As a Grady-born black child who grew up in the shadow of the city, I learned early: To be an Atlantan is an inheritance, and to whom much is given and much is expected. Among those who have best been able to tell our story are rap historians like Jermaine Dupri, Outkast, Gucci Mane, Young Jeezy. They delighted outsiders and locals alike with their drawl, their swagger, their words, and the videos that put the city on display. To be an Atlantan is to put the city on your back and demand the respect that doesn’t come easy to Southerners.
Even our airport reinforces the idea: Regardless of who you are, where you’re from, or where you’re going, at some point, you will pass through Atlanta—but, as the saying goes, “You flew here; we grew here.”
Then came Donald Glover, the Stone Mountain native best known for his role on NBC’s Community and his rap career as Childish Gambino, to tell our story with FX’s Atlanta.
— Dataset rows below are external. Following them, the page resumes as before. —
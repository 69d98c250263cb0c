//! Login page with a controlled email/password form.

use leptos::prelude::*;
#[cfg(feature = "hydrate")]
use leptos_router::hooks::use_navigate;

use crate::net::types::LoginRequest;

/// Login page — submits credentials, establishes the session, and navigates
/// to the profile on success.
///
/// The submit button stays disabled while a request is in flight so session
/// operations never overlap.
#[component]
pub fn LoginPage() -> impl IntoView {
    #[cfg(feature = "hydrate")]
    let session = crate::session::SessionContext::expect();
    let email = RwSignal::new(String::new());
    let password = RwSignal::new(String::new());
    let error = RwSignal::new(Option::<String>::None);
    let pending = RwSignal::new(false);

    #[cfg(feature = "hydrate")]
    let navigate = use_navigate();

    let on_submit = move |ev: leptos::ev::SubmitEvent| {
        ev.prevent_default();
        if pending.get_untracked() {
            return;
        }

        let req = LoginRequest {
            email: email.get_untracked().trim().to_owned(),
            password: password.get_untracked(),
        };
        if req.email.is_empty() || req.password.is_empty() {
            error.set(Some("Email and password are required".to_owned()));
            return;
        }

        #[cfg(feature = "hydrate")]
        {
            let navigate = navigate.clone();
            pending.set(true);
            error.set(None);
            leptos::task::spawn_local(async move {
                let outcome = match crate::net::api::login(&req).await {
                    Ok(payload) => session.login(payload).await.map_err(|e| e.to_string()),
                    Err(e) => Err(e.to_string()),
                };
                pending.try_set(false);
                match outcome {
                    Ok(()) => {
                        navigate("/profile", leptos_router::NavigateOptions::default());
                    }
                    Err(message) => {
                        error.try_set(Some(message));
                    }
                }
            });
        }
    };

    view! {
        <div class="auth-page">
            <form class="auth-page__form" on:submit=on_submit>
                <h2>"Login"</h2>

                <label class="auth-page__field">
                    "Email"
                    <input
                        type="email"
                        placeholder="Enter your email"
                        prop:value=email
                        on:input=move |ev| email.set(event_target_value(&ev))
                    />
                </label>

                <label class="auth-page__field">
                    "Password"
                    <input
                        type="password"
                        placeholder="Enter your password"
                        prop:value=password
                        on:input=move |ev| password.set(event_target_value(&ev))
                    />
                </label>

                <Show when=move || error.get().is_some()>
                    <p class="auth-page__error">{move || error.get().unwrap_or_default()}</p>
                </Show>

                <button type="submit" class="btn btn--primary" disabled=move || pending.get()>
                    {move || if pending.get() { "Logging in..." } else { "Login" }}
                </button>

                <p class="auth-page__alt">
                    "No account yet? " <a href="/register">"Register"</a>
                </p>
            </form>
        </div>
    }
}
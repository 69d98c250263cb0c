//! Leptos glue binding the session controller to the view tree.
//!
//! DESIGN
//! ======
//! The published state lives in an `RwSignal<SessionState>` provided as
//! context from `<App/>` — a dependency-injected instance, not a module
//! global, so each app (and each test) owns its session. Async operations
//! run a controller against the browser token store and the REST profile
//! fetcher, then publish the resulting state with `try_set`: if the reactive
//! owner was torn down while a request was in flight, the late resolution is
//! a no-op.
//!
//! Operations are not serialized here; the pages disable their submit
//! controls while a call is pending, and overlapping calls otherwise resolve
//! last-writer-wins.

use leptos::prelude::*;

use crate::net::api::ApiProfileFetcher;
use crate::net::types::AuthPayload;

use super::controller::SessionController;
use super::state::SessionState;
use super::token_store::BrowserTokenStore;
use super::SessionError;

/// Handle to the application-wide session, cheap to copy into closures.
#[derive(Clone, Copy)]
pub struct SessionContext {
    state: RwSignal<SessionState>,
}

impl SessionContext {
    /// Create the session and provide it as context. Called once from `<App/>`.
    pub fn provide() -> Self {
        let ctx = Self {
            state: RwSignal::new(SessionState::default()),
        };
        provide_context(ctx);
        ctx
    }

    /// Fetch the session context provided by `<App/>`.
    ///
    /// # Panics
    ///
    /// Panics if no `<App/>` ancestor provided the session.
    pub fn expect() -> Self {
        expect_context::<Self>()
    }

    /// The reactive state signal, for guard effects and display bindings.
    pub fn signal(self) -> RwSignal<SessionState> {
        self.state
    }

    /// Kick off the startup restoration task. Runs once, from a mount
    /// effect; on the server the session simply stays in its pending state.
    pub fn start_restore(self) {
        #[cfg(feature = "hydrate")]
        {
            leptos::task::spawn_local(async move {
                let mut ctl = self.controller();
                ctl.restore().await;
                self.state.try_set(ctl.into_state());
            });
        }
    }

    /// Establish a session from an auth payload and publish the result.
    ///
    /// # Errors
    ///
    /// Propagates `SessionError` from the controller; on `MissingToken` the
    /// published state is left untouched.
    pub async fn login(self, payload: AuthPayload) -> Result<(), SessionError> {
        let mut ctl = self.controller();
        let result = ctl.login(payload).await;
        if result != Err(SessionError::MissingToken) {
            self.state.try_set(ctl.into_state());
        }
        result
    }

    /// Clear the session and publish the anonymous state.
    pub fn logout(self) {
        let mut ctl = self.controller();
        ctl.logout();
        self.state.try_set(ctl.into_state());
    }

    /// Transport-reported invalid session (401 after restoration).
    ///
    /// Same sink as `logout`: storage cleared, anonymous state published;
    /// the guard effect then routes to the login entry point. The transport
    /// itself never navigates.
    pub fn invalidated(self) {
        self.logout();
    }

    fn controller(self) -> SessionController<BrowserTokenStore, ApiProfileFetcher> {
        SessionController::with_state(
            BrowserTokenStore,
            ApiProfileFetcher::default(),
            self.state.get_untracked(),
        )
    }
}
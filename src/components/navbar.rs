//! Top navigation bar with session-aware links and logout.

use leptos::prelude::*;

use crate::session::SessionContext;

/// Site-wide navigation bar.
///
/// Shows login/register links while anonymous and the account name plus a
/// logout button once a session is established.
#[component]
pub fn NavBar() -> impl IntoView {
    let session = SessionContext::expect();
    let state = session.signal();

    let display_name = move || {
        state
            .get()
            .user
            .map_or_else(String::new, |u| u.name.unwrap_or(u.email))
    };
    let logged_in = move || state.get().user.is_some();

    let on_logout = move |_| {
        session.logout();
        // Navigate to login via window.location for a clean state.
        #[cfg(feature = "hydrate")]
        {
            if let Some(w) = web_sys::window() {
                let _ = w.location().set_href("/login");
            }
        }
    };

    view! {
        <nav class="navbar">
            <a href="/" class="navbar__brand">
                "Bazar"
            </a>
            <span class="navbar__spacer"></span>
            <Show
                when=logged_in
                fallback=|| {
                    view! {
                        <a href="/login" class="navbar__link">
                            "Login"
                        </a>
                        <a href="/register" class="navbar__link">
                            "Register"
                        </a>
                    }
                }
            >
                <a href="/profile" class="navbar__user">
                    {display_name}
                </a>
                <button class="btn navbar__logout" on:click=on_logout>
                    "Logout"
                </button>
            </Show>
        </nav>
    }
}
No matter that he isn’t “from here,” technically. As anyone from the ten surrounding counties who claim to be natives can tell you, Atlanta is more than a place; it is a feeling.
In ten episodes, Glover has proven himself a worthy ambassador. Even in just the first episode’s opening credits, Atlanta, which films in the metro area, captured the city perfectly: The lush trees—a subtle nod to our sleepy roots—are interrupted by the snarling highways that give way to the concrete and steel that rise from what seem like a thousand Peachtrees. Cranes dot the skyline, a symbol of the new and constantly changing place that began as Terminus nearly 180 years ago.
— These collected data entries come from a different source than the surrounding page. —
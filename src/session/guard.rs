//! Route guarding for protected pages.
//!
//! SYSTEM CONTEXT
//! ==============
//! Route components should apply identical unauthenticated redirect behavior,
//! and none of them may redirect while startup restoration is still in
//! flight — before `loading` clears, the session flags are provisional.

#[cfg(test)]
#[path = "guard_test.rs"]
mod guard_test;

use leptos::prelude::*;
use leptos_router::NavigateOptions;

use super::state::SessionState;

/// What a protected route should do with the current session state.
#[derive(Clone, Copy, Debug, PartialEq, Eq)]
pub enum GuardDecision {
    /// Restoration still in flight; render a neutral pending view and make
    /// no access decision.
    Pending,
    /// Render the protected content.
    Allow,
    /// Send the user to the login entry point.
    RedirectToLogin,
}

/// Pure guard policy over the published session tuple.
pub fn decide(state: &SessionState) -> GuardDecision {
    if state.loading {
        GuardDecision::Pending
    } else if state.authenticated && state.user.is_some() {
        GuardDecision::Allow
    } else {
        GuardDecision::RedirectToLogin
    }
}

/// Redirect to `/login` whenever the guard settles on denial.
pub fn install_login_redirect<F>(session: RwSignal<SessionState>, navigate: F)
where
    F: Fn(&str, NavigateOptions) + Clone + 'static,
{
    let navigate = navigate.clone();
    Effect::new(move || {
        if decide(&session.get()) == GuardDecision::RedirectToLogin {
            navigate("/login", NavigateOptions::default());
        }
    });
}
//! Shared wire DTOs for the client/server auth boundary.
//!
//! DESIGN
//! ======
//! These types mirror the backend's JSON payloads so serde round-trips stay
//! lossless. The profile record is deliberately minimal: the session core
//! only relies on `id` and `email`; everything else is carried opaquely.

#[cfg(test)]
#[path = "types_test.rs"]
mod types_test;

use serde::{Deserialize, Serialize};

/// The authenticated user's profile as returned by `GET /profile`.
#[derive(Clone, Debug, PartialEq, Serialize, Deserialize)]
pub struct User {
    /// Unique user identifier (opaque string).
    pub id: String,
    /// Account email address.
    pub email: String,
    /// Display name, if the account has one.
    #[serde(default, skip_serializing_if = "Option::is_none")]
    pub name: Option<String>,
    /// Avatar image URL, if set.
    #[serde(default, skip_serializing_if = "Option::is_none")]
    pub avatar: Option<String>,
}

/// Credentials submitted by the login form to `POST /login`.
#[derive(Clone, Debug, PartialEq, Serialize, Deserialize)]
pub struct LoginRequest {
    pub email: String,
    pub password: String,
}

/// New-account fields submitted by the register form to `POST /register`.
#[derive(Clone, Debug, PartialEq, Serialize, Deserialize)]
pub struct RegisterRequest {
    pub email: String,
    pub password: String,
    #[serde(default, skip_serializing_if = "Option::is_none")]
    pub name: Option<String>,
}

/// Successful auth response body.
///
/// The backend returns either `{token}` or `{token, user}`; both fields are
/// optional at the serde level so the session controller can decide what is
/// actually extractable.
#[derive(Clone, Debug, Default, PartialEq, Serialize, Deserialize)]
pub struct AuthPayload {
    /// Bearer token. Absent or empty means the payload is unusable.
    #[serde(default, skip_serializing_if = "Option::is_none")]
    pub token: Option<String>,
    /// Profile supplied inline with the token, when the backend includes it.
    #[serde(default, skip_serializing_if = "Option::is_none")]
    pub user: Option<User>,
}

impl AuthPayload {
    /// Build a payload from a bare token with no inline profile.
    pub fn from_token(token: impl Into<String>) -> Self {
        Self {
            token: Some(token.into()),
            user: None,
        }
    }

    /// The non-empty bearer token, if one is present.
    pub fn token(&self) -> Option<&str> {
        self.token.as_deref().filter(|t| !t.is_empty())
    }
}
For Atlantans, the show is a mirror, an inside joke, and a celebration of our daily lives. To be sure, there is a story arc of sorts: the misadventures of a band of brothers navigating love, family, friendship, 20-something angst, and dreams deferred—all while functionally stoned. But Atlanta‘s real appeal lies in its ephemera—the scenes that make us locals stare at the television, mouth agape, wondering, “Did anybody else just see that?” before taking to Twitter to confirm that yes, your fellow Atliens just caught it, too.
The heavenly moment the trio opens a box of lemon pepper wings from J.R. Crickets? Been there. And when the transcendent first beats of Crime Mob’s “Knuck If You Buck” dropped on national television, we were all taken to the place that can still incite the ratchet rapture in even the most professional Atlien.
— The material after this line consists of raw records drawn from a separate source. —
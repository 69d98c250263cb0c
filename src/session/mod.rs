//! Session/auth lifecycle manager.
//!
//! SYSTEM CONTEXT
//! ==============
//! This module owns the bearer token, the current user, and the derived
//! authentication flag for the whole application. Everything else consumes
//! the published `{user, authenticated, loading}` tuple plus `login`/`logout`;
//! no other module mutates session state or touches the token slot directly.
//!
//! ERROR HANDLING
//! ==============
//! Malformed tokens, failed profile fetches, and server-side 401s all drain
//! into the same sink: storage cleared, anonymous state. Errors reach callers
//! as values for display, never as panics and never as silent retries.

pub mod context;
pub mod controller;
pub mod guard;
pub mod state;
pub mod token_codec;
pub mod token_store;

use thiserror::Error;

use crate::net::api::ApiError;

/// Failures surfaced by session operations.
#[derive(Clone, Debug, PartialEq, Error)]
pub enum SessionError {
    /// The login payload carried no usable bearer token.
    #[error("no token in auth payload")]
    MissingToken,
    /// The profile fetch after storing a token failed; the session has been
    /// rolled back to anonymous.
    #[error("profile fetch failed: {0}")]
    ProfileFetch(ApiError),
}

pub use context::SessionContext;
pub use controller::{ProfileFetcher, SessionController};
pub use guard::GuardDecision;
pub use state::SessionState;
pub use token_store::TokenStore;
Atlanta—the city—is nothing if not a series of seeming contradictions. In truth, it is the inevitable coexistence of things and people that comes from a place nicknamed “The City Too Busy to Hate.” It is big-box Chevys and Maybachs at Publix, Hennessy at the ballet, Madea and Martin Luther King Jr., the homeless man with a degree in urban planning.
Atlanta sees this, too. How does someone as trifling as Earn get into Princeton? Paper Boi has a hit song, yet still lives in the bando—because who doesn’t have a hit song in Atlanta? Van is the Responsible One with a hood streak. And Darius simply and wonderfully defies any explanation.
What also makes Atlanta work are the archetypes that are so Atlanta: The crackhead valet working in the parking lot of the expensive restaurant, the transgender inmate in holding at the jail, the woman in the club with every intention of sitting atop her rightful perch in VIP all night—and with absolutely no other intentions—the Negro spiritual singers on the manse stairway, and on and on.
These scenes are organic, not the forced interactions that pass for plotlines on reality television. The show manages to be Atlanta just by being. Like the humidity. Or traffic. Or Hawks’ games.
Atlanta is not an easy thing to explain to the uninitiated, which is why Atlanta matters, what it means to be from here, what it’s like to grow up here, date here, party here, hustle here, but never do we relieve ourselves of the burden of trying. Now, we aborigines can simply point to a 30-minute episode and say, “Watch this.”
And much like the city, you either get Atlanta or you don’t.